* MATERIAL PROVIDED:
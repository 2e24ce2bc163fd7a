mod automaton;
mod canvas;
mod cell;
mod grid;
mod rules;
#[allow(clippy::module_inception)]
mod simulation;
mod step;

pub use automaton::{Automaton, Rgb};
pub use canvas::{Canvas, CHANNELS};
pub use cell::{Cell, Neighbourhood};
pub use grid::Grid;
pub use rules::{Predicate, RuleTable, Transition, TransitionSet};
pub use simulation::Simulation;

/// Index of a cell's condition within an automaton's palette
pub type State = usize;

* TRY IT:
The line with "pub use simulation::Simulation;" and all lines after it through the end of the data above: write these out exactly and add nothing.

* WRITTEN SOLUTION:
pub use simulation::Simulation;

/// Index of a cell's condition within an automaton's palette
pub type State = usize;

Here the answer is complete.